A partire dalla biografia di Gianfranco Maris - antifascista, partigiano, ex deportato, avvocato e Senatore della Repubblica, fondatore della Fondazione Memoria della Deportazione, Presidente dell’Associazione Nazionale ex deportati nei campi nazisti (ANED) e Direttore Generale dal 2002 al 2013 dell’INSMLI - sono stati individuati diciannove luoghi di memoria capaci di evocare domande e interesse sul passato e voglia di prendersene cura: spazi pubblici come scuole e università, spazi simbolici come il muro del campo di Bolzano, le Fosse Ardeatine o il piazzale dell’appello di Mauthausen, luoghi che cercano di imporsi alla collettività come spazi di memoria, come la Casa Rossa di Alberobello o l’ex carcere Sant’Agata di Bergamo, luoghi della cultura come il Polo del’ 900 o il Museo Monumento al Deportato politico e razziale, il tribunale militare di Verona e tanti altri luoghi della nostra comunità.

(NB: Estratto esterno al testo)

//! Utility modules for seodesk.

mod timer;

pub use timer::OneShotTimer;
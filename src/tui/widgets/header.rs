//! Header bar widget.

use ratatui::Frame;
use ratatui::layout::Rect;
use ratatui::text::{Line, Span};
use ratatui::widgets::Paragraph;

use crate::tui::state::AppState;
use crate::tui::style::Styles;

/// Renders the one-line header: app name, current page, data source.
pub fn render_header(frame: &mut Frame, area: Rect, state: &AppState) {
    let mut spans = vec![
        Span::styled(" seodesk ", Styles::header()),
        Span::styled(format!("| {} ", state.page.title), Styles::header()),
        Span::styled(format!("| {} ", state.source), Styles::header()),
    ];
    if state.table.is_loading() {
        spans.push(Span::styled("| loading… ", Styles::header()));
    }

    let paragraph = Paragraph::new(Line::from(spans)).style(Styles::header());
    frame.render_widget(paragraph, area);
}
//! Provider serving the built-in sample rows.

use crate::model::{ArticleRow, seed_rows};

use super::{ArticleProvider, LoadError};

/// Serves [`seed_rows`]; never fails.
#[derive(Debug, Default, Clone, Copy)]
pub struct MockProvider;

impl MockProvider {
    pub fn new() -> Self {
        Self
    }
}

impl ArticleProvider for MockProvider {
    fn load(&self) -> Result<Vec<ArticleRow>, LoadError> {
        Ok(seed_rows())
    }

    fn describe(&self) -> String {
        "built-in sample articles".to_string()
    }
}

#[cfg(test)]
mod tests {
    use super::*;

    #[test]
    fn serves_seed_rows() {
        let provider = MockProvider::new();
        let rows = provider.load().unwrap();
        assert_eq!(rows.len(), 5);
        assert!(!provider.is_reloadable());
    }
}
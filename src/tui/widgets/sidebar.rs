//! Sidebar navigation menu.

use ratatui::Frame;
use ratatui::layout::Rect;
use ratatui::text::{Line, Span};
use ratatui::widgets::{Block, Borders, Paragraph};

use crate::router::MENU;
use crate::tui::state::{AppState, InputMode};
use crate::tui::style::Styles;

/// Renders the sidebar. Section headers are drawn above their items; the
/// highlighted entry follows the menu cursor while navigating and the open
/// page otherwise.
pub fn render_sidebar(frame: &mut Frame, area: Rect, state: &AppState) {
    let navigating = state.input_mode == InputMode::Navigation;
    let highlighted = state.menu.get(state.menu_cursor).map(|e| e.path);

    let mut lines: Vec<Line> = Vec::new();
    let mut entries = state.menu.iter().peekable();
    for section in MENU {
        if !section.items.is_empty() {
            lines.push(Line::from(Span::styled(section.label, Styles::section_header())));
        }
        while let Some(entry) = entries.next_if(|e| {
            e.label == section.label || section.items.contains(&e.label)
        }) {
            let indent = if entry.nested { "  " } else { "" };
            let style = if Some(entry.path) == highlighted && navigating {
                Styles::selected()
            } else if entry.path == state.page.path {
                Styles::title()
            } else {
                Styles::default()
            };
            lines.push(Line::from(Span::styled(
                format!("{}{}", indent, entry.label),
                style,
            )));
        }
    }

    let title = if navigating { " Menu (Enter) " } else { " Menu (n) " };
    let block = Block::default()
        .title(title)
        .borders(Borders::ALL)
        .border_style(if navigating {
            Styles::title()
        } else {
            Styles::dim()
        });
    frame.render_widget(Paragraph::new(lines).block(block), area);
}
//! Fan-out list of change observers.

use std::sync::{Arc, Mutex};

use super::ChangeCallback;

/// Registered change callbacks, shared between a gateway and its watcher.
#[derive(Clone, Default)]
pub struct Observers {
    callbacks: Arc<Mutex<Vec<ChangeCallback>>>,
}

impl Observers {
    pub fn new() -> Self {
        Self::default()
    }

    pub fn register(&self, callback: ChangeCallback) {
        self.callbacks
            .lock()
            .unwrap_or_else(|poisoned| poisoned.into_inner())
            .push(callback);
    }

    /// Invoke every registered callback.
    ///
    /// The list is cloned first so a callback may register another observer
    /// without deadlocking.
    pub fn notify(&self) {
        let callbacks = self
            .callbacks
            .lock()
            .unwrap_or_else(|poisoned| poisoned.into_inner())
            .clone();

        for callback in callbacks {
            callback();
        }
    }

    pub fn len(&self) -> usize {
        self.callbacks
            .lock()
            .unwrap_or_else(|poisoned| poisoned.into_inner())
            .len()
    }

    pub fn is_empty(&self) -> bool {
        self.len() == 0
    }
}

Grazie alla rete attivata dalla Fondazione Memoria della Deportazione con il patrocinio di Aned - Associazione nazionale ex deportati nei campi nazisti, Anpi - Comitato Provinciale di Milano, Istituto Nazionale Ferruccio Parri e la collaborazione di Isrec Bergamo - Istituto bergamasco per la storia della Resistenza e dell’età contemporanea, diciannove attrici del Collettivo Progetto Antigone, presenti in 17 città italiane, a Mauthausen e a Parigi, daranno vita a un ricordo diffuso capace di far risuonare dentro il tessuto urbano la memoria della deportazione e della sua eredità. Epicentro dell’iniziativa è la città di Milano, città di nascita e di vita di Maris, da cui sarà dato il segnale d’inizio dell’evento. Ogni attrice leggerà un testo composto da un collage di parole di Maris (una parte comune e una specifica per il luogo in cui si svolgerà la lettura) intrecciate a quelle di altre testimoni della deportazione femminile: la deportazione è una storia d’Italia, ha i volti delle storie di tutti gli uomini e le donne che furono vittime della violenza nazista. È una tensione comune, che dal passato innerva il presente e immagina il futuro: «Una tensione che dura tutta una vita».